• _Activity_:
Wherever "skipping" shows up in the records below, copy the whole line.

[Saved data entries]
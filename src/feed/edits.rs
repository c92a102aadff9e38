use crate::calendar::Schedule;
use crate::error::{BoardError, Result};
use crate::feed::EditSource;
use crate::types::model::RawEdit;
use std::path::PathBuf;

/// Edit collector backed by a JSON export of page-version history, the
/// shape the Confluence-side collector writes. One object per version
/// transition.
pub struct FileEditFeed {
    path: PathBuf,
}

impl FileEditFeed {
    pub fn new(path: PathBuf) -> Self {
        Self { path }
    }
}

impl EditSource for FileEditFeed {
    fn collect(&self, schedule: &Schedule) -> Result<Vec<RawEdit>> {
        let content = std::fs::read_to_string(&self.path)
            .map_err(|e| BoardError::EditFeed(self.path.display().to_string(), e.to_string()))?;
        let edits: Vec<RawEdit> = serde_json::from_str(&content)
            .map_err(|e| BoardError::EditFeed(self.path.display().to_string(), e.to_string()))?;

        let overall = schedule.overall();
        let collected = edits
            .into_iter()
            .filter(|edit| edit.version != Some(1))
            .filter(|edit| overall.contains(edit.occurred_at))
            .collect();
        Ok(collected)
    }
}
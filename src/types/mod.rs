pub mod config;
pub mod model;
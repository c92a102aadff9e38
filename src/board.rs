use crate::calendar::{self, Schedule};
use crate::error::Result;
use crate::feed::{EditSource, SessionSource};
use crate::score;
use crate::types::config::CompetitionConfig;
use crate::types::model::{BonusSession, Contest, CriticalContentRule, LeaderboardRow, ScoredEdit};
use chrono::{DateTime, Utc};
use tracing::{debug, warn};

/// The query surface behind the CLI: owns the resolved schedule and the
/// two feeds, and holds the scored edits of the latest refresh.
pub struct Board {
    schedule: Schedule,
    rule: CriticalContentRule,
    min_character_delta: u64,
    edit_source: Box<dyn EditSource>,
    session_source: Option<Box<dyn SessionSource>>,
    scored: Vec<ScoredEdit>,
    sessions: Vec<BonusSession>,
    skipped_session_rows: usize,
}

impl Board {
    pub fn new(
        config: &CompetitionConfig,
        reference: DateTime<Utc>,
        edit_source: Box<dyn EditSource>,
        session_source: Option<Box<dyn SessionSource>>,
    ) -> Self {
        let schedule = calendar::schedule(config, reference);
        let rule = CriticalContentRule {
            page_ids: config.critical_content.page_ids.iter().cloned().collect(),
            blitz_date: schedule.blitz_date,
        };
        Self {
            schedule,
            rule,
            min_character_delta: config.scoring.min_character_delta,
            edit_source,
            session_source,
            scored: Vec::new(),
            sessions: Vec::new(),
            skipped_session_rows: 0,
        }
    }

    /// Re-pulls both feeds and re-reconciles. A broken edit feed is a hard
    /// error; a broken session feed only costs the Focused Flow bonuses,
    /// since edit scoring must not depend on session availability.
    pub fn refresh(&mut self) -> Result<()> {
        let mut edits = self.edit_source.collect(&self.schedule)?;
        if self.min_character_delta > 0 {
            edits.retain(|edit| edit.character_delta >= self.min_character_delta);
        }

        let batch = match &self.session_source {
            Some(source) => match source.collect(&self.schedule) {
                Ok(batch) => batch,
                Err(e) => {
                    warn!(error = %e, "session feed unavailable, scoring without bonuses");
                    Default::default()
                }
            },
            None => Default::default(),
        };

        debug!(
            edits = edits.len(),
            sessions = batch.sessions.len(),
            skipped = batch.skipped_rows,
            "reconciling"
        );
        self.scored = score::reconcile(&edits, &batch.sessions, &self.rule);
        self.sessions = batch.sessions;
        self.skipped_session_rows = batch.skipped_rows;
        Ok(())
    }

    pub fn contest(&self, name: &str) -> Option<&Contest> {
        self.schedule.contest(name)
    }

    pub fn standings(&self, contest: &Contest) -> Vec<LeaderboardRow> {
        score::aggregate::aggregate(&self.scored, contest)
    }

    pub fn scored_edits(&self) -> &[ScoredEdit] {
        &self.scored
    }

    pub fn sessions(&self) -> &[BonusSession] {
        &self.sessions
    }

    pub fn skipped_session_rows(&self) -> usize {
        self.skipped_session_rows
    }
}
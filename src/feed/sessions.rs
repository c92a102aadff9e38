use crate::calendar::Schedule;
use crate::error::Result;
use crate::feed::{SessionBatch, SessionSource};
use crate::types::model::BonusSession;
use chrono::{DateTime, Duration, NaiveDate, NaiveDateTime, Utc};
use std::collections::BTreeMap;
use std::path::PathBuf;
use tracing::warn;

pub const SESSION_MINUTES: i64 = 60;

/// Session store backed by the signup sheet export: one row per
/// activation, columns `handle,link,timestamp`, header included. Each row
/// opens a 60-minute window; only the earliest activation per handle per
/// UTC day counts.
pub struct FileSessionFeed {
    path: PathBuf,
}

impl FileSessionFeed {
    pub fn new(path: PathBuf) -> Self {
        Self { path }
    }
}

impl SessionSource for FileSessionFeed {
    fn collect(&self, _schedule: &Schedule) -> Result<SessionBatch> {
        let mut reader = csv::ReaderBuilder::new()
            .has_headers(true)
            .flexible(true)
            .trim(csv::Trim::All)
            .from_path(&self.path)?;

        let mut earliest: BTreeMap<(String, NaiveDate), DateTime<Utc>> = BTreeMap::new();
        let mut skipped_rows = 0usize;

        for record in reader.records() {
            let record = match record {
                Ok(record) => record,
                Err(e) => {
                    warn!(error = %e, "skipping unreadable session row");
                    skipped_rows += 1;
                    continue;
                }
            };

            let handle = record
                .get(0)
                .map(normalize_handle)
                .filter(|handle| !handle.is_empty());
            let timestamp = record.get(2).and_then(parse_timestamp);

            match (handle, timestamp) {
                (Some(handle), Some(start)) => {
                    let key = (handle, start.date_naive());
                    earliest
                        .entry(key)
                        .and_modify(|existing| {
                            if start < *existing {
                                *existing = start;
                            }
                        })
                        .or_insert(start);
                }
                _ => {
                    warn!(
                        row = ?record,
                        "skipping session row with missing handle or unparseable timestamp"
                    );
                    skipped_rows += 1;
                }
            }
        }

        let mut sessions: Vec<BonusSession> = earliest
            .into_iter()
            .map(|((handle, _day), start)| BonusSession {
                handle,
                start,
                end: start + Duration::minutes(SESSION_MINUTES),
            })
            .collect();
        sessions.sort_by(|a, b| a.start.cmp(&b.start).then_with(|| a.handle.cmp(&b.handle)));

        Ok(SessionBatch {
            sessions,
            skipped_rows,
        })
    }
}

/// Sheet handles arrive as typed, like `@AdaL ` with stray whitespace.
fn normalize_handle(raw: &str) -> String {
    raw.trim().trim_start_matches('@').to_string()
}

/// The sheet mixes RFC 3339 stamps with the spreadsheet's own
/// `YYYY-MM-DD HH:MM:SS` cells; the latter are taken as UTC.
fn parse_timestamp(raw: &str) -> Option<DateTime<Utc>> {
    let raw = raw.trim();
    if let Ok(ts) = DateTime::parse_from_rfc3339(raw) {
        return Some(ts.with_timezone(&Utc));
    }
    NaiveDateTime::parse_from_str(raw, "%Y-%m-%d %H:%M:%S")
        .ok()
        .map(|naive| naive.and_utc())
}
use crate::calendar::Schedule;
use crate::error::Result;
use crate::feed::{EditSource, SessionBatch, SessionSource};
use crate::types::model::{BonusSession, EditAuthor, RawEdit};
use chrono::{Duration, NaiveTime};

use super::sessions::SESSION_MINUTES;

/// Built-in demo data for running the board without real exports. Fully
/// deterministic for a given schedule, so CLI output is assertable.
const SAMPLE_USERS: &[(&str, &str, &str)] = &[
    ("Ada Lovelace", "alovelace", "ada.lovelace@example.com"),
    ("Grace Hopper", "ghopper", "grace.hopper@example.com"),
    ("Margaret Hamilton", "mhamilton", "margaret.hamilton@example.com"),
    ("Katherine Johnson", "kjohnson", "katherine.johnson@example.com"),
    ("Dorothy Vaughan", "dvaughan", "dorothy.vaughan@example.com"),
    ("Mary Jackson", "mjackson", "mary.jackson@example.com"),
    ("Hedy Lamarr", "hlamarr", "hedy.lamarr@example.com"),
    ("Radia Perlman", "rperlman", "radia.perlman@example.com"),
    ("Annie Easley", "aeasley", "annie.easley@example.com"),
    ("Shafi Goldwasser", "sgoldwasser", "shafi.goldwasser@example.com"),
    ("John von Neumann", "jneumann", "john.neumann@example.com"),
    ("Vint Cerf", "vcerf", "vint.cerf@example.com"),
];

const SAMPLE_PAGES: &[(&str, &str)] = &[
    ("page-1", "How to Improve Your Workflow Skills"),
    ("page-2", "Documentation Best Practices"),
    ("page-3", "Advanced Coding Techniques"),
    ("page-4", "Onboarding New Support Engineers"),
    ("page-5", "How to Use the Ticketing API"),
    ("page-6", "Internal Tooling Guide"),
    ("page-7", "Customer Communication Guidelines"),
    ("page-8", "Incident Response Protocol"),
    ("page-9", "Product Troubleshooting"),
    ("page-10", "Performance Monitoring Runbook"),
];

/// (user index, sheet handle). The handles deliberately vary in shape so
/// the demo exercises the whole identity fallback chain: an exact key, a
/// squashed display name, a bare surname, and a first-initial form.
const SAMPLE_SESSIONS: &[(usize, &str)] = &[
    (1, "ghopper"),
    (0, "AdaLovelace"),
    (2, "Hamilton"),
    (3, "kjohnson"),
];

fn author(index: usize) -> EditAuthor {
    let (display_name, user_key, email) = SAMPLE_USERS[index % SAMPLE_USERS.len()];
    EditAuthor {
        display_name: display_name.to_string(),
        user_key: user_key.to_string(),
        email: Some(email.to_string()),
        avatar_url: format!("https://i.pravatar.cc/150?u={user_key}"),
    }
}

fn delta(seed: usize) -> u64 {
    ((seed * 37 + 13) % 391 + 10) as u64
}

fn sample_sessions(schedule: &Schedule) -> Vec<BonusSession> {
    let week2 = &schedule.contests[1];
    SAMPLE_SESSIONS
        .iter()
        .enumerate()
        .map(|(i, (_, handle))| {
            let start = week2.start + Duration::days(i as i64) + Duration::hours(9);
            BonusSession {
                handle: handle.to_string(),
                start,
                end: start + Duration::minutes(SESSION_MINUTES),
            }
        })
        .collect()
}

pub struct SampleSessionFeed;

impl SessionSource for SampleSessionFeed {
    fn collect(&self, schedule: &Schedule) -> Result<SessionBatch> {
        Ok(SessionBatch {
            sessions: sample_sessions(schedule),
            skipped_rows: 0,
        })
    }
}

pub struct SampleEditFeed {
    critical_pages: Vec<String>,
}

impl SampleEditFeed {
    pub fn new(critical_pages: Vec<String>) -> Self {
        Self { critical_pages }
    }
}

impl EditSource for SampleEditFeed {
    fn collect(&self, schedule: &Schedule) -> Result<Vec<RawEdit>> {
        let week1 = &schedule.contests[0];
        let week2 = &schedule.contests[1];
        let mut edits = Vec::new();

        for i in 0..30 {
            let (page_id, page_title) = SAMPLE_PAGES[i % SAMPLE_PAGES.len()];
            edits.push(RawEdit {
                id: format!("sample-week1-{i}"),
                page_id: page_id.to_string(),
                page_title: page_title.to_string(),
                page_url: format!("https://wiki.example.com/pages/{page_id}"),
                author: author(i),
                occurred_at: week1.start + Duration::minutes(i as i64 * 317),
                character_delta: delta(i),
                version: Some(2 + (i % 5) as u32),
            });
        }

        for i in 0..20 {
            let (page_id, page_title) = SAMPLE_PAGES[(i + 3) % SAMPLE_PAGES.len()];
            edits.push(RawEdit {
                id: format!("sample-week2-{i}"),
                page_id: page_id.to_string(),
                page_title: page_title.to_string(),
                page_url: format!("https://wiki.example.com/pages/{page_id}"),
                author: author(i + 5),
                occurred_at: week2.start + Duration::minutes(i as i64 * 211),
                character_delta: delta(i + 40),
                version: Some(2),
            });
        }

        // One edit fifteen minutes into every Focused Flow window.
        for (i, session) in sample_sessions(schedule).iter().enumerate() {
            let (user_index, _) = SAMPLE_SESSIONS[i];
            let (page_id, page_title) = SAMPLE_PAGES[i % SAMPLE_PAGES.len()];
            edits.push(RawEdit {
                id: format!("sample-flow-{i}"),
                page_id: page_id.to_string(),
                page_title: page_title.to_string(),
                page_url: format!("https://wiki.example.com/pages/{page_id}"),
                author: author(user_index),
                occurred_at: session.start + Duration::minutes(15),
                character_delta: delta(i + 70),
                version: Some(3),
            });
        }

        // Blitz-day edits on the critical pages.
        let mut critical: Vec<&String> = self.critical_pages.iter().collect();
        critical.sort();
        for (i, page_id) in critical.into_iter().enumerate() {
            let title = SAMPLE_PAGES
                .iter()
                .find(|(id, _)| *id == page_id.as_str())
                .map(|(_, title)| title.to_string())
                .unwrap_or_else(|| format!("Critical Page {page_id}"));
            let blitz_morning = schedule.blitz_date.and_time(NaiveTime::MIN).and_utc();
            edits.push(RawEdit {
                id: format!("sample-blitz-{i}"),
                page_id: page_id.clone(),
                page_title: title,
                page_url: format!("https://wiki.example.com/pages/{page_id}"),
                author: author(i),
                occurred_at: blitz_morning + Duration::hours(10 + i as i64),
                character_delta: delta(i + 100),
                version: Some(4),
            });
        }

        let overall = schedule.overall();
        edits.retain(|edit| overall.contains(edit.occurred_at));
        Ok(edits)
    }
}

• _Your response_:
                    warn!(error = %e, "skipping unreadable session row");
                        "skipping session row with missing handle or unparseable timestamp"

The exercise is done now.